**Task prompt:**
Transcribe each entry so that nothing differs from the original.

[Input records Boundary: Start]

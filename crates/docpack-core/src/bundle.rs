//! ZIP bundle writer.
//!
//! Snapshots the workspace into a single deflate-compressed archive. The
//! layout is flat: every regular file in the workspace becomes a top-level
//! entry named by its file name only, in sorted order so a given workspace
//! state always produces the same archive layout.

use crate::error::Result;
use log::debug;
use std::fs::{self, File};
use std::io::{self, BufWriter};
use std::path::Path;
use zip::write::SimpleFileOptions;
use zip::{CompressionMethod, ZipWriter};

/// Result of writing a bundle.
#[derive(Debug, Clone, PartialEq, Eq, serde::Serialize)]
pub struct BundleSummary {
    /// Entry names, in archive order.
    pub entries: Vec<String>,
    /// Size of the finished archive in bytes.
    pub archive_bytes: u64,
}

/// Suggested archive file name for a source document.
///
/// `Report.docx` → `Report_bundle.zip`.
#[must_use]
pub fn suggested_bundle_name(source: &Path) -> String {
    let base = source.file_stem().unwrap_or_default().to_string_lossy();
    format!("{base}_bundle.zip")
}

/// Write every regular file in `dir` into a deflate-compressed ZIP at `dest`.
///
/// Entries are flat (file names only, no directory paths) and sorted by
/// name. Names listed in `skip` are left out of the archive; this is how
/// the staged source copy is excluded when the caller asks for it.
/// Subdirectories are never descended into.
///
/// # Errors
///
/// Returns an error if the directory cannot be read, the destination cannot
/// be created, or the archive cannot be written. A failed write leaves no
/// usable archive behind.
pub fn write_bundle(dir: &Path, dest: &Path, skip: &[String]) -> Result<BundleSummary> {
    let mut files = Vec::new();
    for entry in fs::read_dir(dir)? {
        let entry = entry?;
        if entry.file_type()?.is_file() {
            files.push(entry.path());
        }
    }
    files.sort();

    let out = File::create(dest)?;
    let mut writer = ZipWriter::new(BufWriter::new(out));
    let options = SimpleFileOptions::default().compression_method(CompressionMethod::Deflated);

    let mut entries = Vec::new();
    for path in &files {
        let name = path
            .file_name()
            .unwrap_or_default()
            .to_string_lossy()
            .to_string();
        if skip.iter().any(|s| s == &name) {
            debug!("excluding {name} from bundle");
            continue;
        }
        writer.start_file(name.as_str(), options)?;
        let mut input = File::open(path)?;
        io::copy(&mut input, &mut writer)?;
        entries.push(name);
    }
    writer.finish()?;

    let archive_bytes = fs::metadata(dest)?.len();
    debug!(
        "wrote bundle {} ({} entries, {archive_bytes} bytes)",
        dest.display(),
        entries.len()
    );
    Ok(BundleSummary {
        entries,
        archive_bytes,
    })
}

#[cfg(test)]
mod tests {
    use super::*;
    use std::io::Read;
    use tempfile::TempDir;
    use zip::ZipArchive;

    fn read_entry_names(path: &Path) -> Vec<String> {
        let mut archive = ZipArchive::new(File::open(path).unwrap()).unwrap();
        (0..archive.len())
            .map(|i| archive.by_index(i).unwrap().name().to_string())
            .collect()
    }

    #[test]
    fn test_suggested_bundle_name() {
        assert_eq!(
            suggested_bundle_name(Path::new("/docs/Report.docx")),
            "Report_bundle.zip"
        );
        assert_eq!(
            suggested_bundle_name(Path::new("notes.docx")),
            "notes_bundle.zip"
        );
    }

    #[test]
    fn test_write_bundle_flat_and_sorted() {
        let dir = TempDir::new().unwrap();
        for name in ["Report.txt", "Report.html", "Report.docx"] {
            fs::write(dir.path().join(name), name.as_bytes()).unwrap();
        }
        fs::create_dir(dir.path().join("nested")).unwrap();
        fs::write(dir.path().join("nested").join("ignored.txt"), b"x").unwrap();

        let dest = dir.path().join("out.zip");
        let summary = write_bundle(dir.path(), &dest, &[]).unwrap();

        // "out.zip" itself is created inside dir after the enumeration, so it
        // is never its own entry.
        assert_eq!(
            summary.entries,
            ["Report.docx", "Report.html", "Report.txt"]
        );
        assert_eq!(read_entry_names(&dest), summary.entries);
        assert!(summary.archive_bytes > 0);
    }

    #[test]
    fn test_write_bundle_skip_names() {
        let dir = TempDir::new().unwrap();
        fs::write(dir.path().join("Report.docx"), b"source").unwrap();
        fs::write(dir.path().join("Report.txt"), b"text").unwrap();

        let dest = dir.path().join("out.zip");
        let summary =
            write_bundle(dir.path(), &dest, &["Report.docx".to_string()]).unwrap();

        assert_eq!(summary.entries, ["Report.txt"]);
        assert_eq!(read_entry_names(&dest), ["Report.txt"]);
    }

    #[test]
    fn test_write_bundle_empty_workspace() {
        let dir = TempDir::new().unwrap();
        let dest = dir.path().join("out.zip");
        let summary = write_bundle(dir.path(), &dest, &[]).unwrap();
        assert!(summary.entries.is_empty());
        assert!(dest.exists());
    }

    #[test]
    fn test_entry_contents_round_trip() {
        let dir = TempDir::new().unwrap();
        fs::write(dir.path().join("Report.txt"), b"First paragraph.\n\n").unwrap();

        let dest = dir.path().join("out.zip");
        write_bundle(dir.path(), &dest, &[]).unwrap();

        let mut archive = ZipArchive::new(File::open(&dest).unwrap()).unwrap();
        let mut entry = archive.by_name("Report.txt").unwrap();
        let mut contents = String::new();
        entry.read_to_string(&mut contents).unwrap();
        assert_eq!(contents, "First paragraph.\n\n");
    }
}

[Input records Boundary: End]

**Exercise result:**
filename crates/docpack-core/src/bundle.rs
//! ZIP bundle writer.
//!
//! Snapshots the workspace into a single deflate-compressed archive. The
//! layout is flat: every regular file in the workspace becomes a top-level
//! entry named by its file name only, in sorted order so a given workspace
//! state always produces the same archive layout.

use crate::error::Result;
use log::debug;
use std::fs::{self, File};
use std::io::{self, BufWriter};
use std::path::Path;
use zip::write::SimpleFileOptions;
use zip::{CompressionMethod, ZipWriter};

/// Result of writing a bundle.
#[derive(Debug, Clone, PartialEq, Eq, serde::Serialize)]
pub struct BundleSummary {
    /// Entry names, in archive order.
    pub entries: Vec<String>,
    /// Size of the finished archive in bytes.
    pub archive_bytes: u64,
}

/// Suggested archive file name for a source document.
///
/// `Report.docx` → `Report_bundle.zip`.
#[must_use]
pub fn suggested_bundle_name(source: &Path) -> String {
    let base = source.file_stem().unwrap_or_default().to_string_lossy();
    format!("{base}_bundle.zip")
}

/// Write every regular file in `dir` into a deflate-compressed ZIP at `dest`.
///
/// Entries are flat (file names only, no directory paths) and sorted by
/// name. Names listed in `skip` are left out of the archive; this is how
/// the staged source copy is excluded when the caller asks for it.
/// Subdirectories are never descended into.
///
/// # Errors
///
/// Returns an error if the directory cannot be read, the destination cannot
/// be created, or the archive cannot be written. A failed write leaves no
/// usable archive behind.
pub fn write_bundle(dir: &Path, dest: &Path, skip: &[String]) -> Result<BundleSummary> {
    let mut files = Vec::new();
    for entry in fs::read_dir(dir)? {
        let entry = entry?;
        if entry.file_type()?.is_file() {
            files.push(entry.path());
        }
    }
    files.sort();

    let out = File::create(dest)?;
    let mut writer = ZipWriter::new(BufWriter::new(out));
    let options = SimpleFileOptions::default().compression_method(CompressionMethod::Deflated);

    let mut entries = Vec::new();
    for path in &files {
        let name = path
            .file_name()
            .unwrap_or_default()
            .to_string_lossy()
            .to_string();
        if skip.iter().any(|s| s == &name) {
            debug!("excluding {name} from bundle");
            continue;
        }
        writer.start_file(name.as_str(), options)?;
        let mut input = File::open(path)?;
        io::copy(&mut input, &mut writer)?;
        entries.push(name);
    }
    writer.finish()?;

    let archive_bytes = fs::metadata(dest)?.len();
    debug!(
        "wrote bundle {} ({} entries, {archive_bytes} bytes)",
        dest.display(),
        entries.len()
    );
    Ok(BundleSummary {
        entries,
        archive_bytes,
    })
}

#[cfg(test)]
mod tests {
    use super::*;
    use std::io::Read;
    use tempfile::TempDir;
    use zip::ZipArchive;

    fn read_entry_names(path: &Path) -> Vec<String> {
        let mut archive = ZipArchive::new(File::open(path).unwrap()).unwrap();
        (0..archive.len())
            .map(|i| archive.by_index(i).unwrap().name().to_string())
            .collect()
    }

    #[test]
    fn test_suggested_bundle_name() {
        assert_eq!(
            suggested_bundle_name(Path::new("/docs/Report.docx")),
            "Report_bundle.zip"
        );
        assert_eq!(
            suggested_bundle_name(Path::new("notes.docx")),
            "notes_bundle.zip"
        );
    }

    #[test]
    fn test_write_bundle_flat_and_sorted() {
        let dir = TempDir::new().unwrap();
        for name in ["Report.txt", "Report.html", "Report.docx"] {
            fs::write(dir.path().join(name), name.as_bytes()).unwrap();
        }
        fs::create_dir(dir.path().join("nested")).unwrap();
        fs::write(dir.path().join("nested").join("ignored.txt"), b"x").unwrap();

        let dest = dir.path().join("out.zip");
        let summary = write_bundle(dir.path(), &dest, &[]).unwrap();

        // "out.zip" itself is created inside dir after the enumeration, so it
        // is never its own entry.
        assert_eq!(
            summary.entries,
            ["Report.docx", "Report.html", "Report.txt"]
        );
        assert_eq!(read_entry_names(&dest), summary.entries);
        assert!(summary.archive_bytes > 0);
    }

    #[test]
    fn test_write_bundle_skip_names() {
        let dir = TempDir::new().unwrap();
        fs::write(dir.path().join("Report.docx"), b"source").unwrap();
        fs::write(dir.path().join("Report.txt"), b"text").unwrap();

        let dest = dir.path().join("out.zip");
        let summary =
            write_bundle(dir.path(), &dest, &["Report.docx".to_string()]).unwrap();

        assert_eq!(summary.entries, ["Report.txt"]);
        assert_eq!(read_entry_names(&dest), ["Report.txt"]);
    }

    #[test]
    fn test_write_bundle_empty_workspace() {
        let dir = TempDir::new().unwrap();
        let dest = dir.path().join("out.zip");
        let summary = write_bundle(dir.path(), &dest, &[]).unwrap();
        assert!(summary.entries.is_empty());
        assert!(dest.exists());
    }

    #[test]
    fn test_entry_contents_round_trip() {
        let dir = TempDir::new().unwrap();
        fs::write(dir.path().join("Report.txt"), b"First paragraph.\n\n").unwrap();

        let dest = dir.path().join("out.zip");
        write_bundle(dir.path(), &dest, &[]).unwrap();

        let mut archive = ZipArchive::new(File::open(&dest).unwrap()).unwrap();
        let mut entry = archive.by_name("Report.txt").unwrap();
        let mut contents = String::new();
        entry.read_to_string(&mut contents).unwrap();
        assert_eq!(contents, "First paragraph.\n\n");
    }
}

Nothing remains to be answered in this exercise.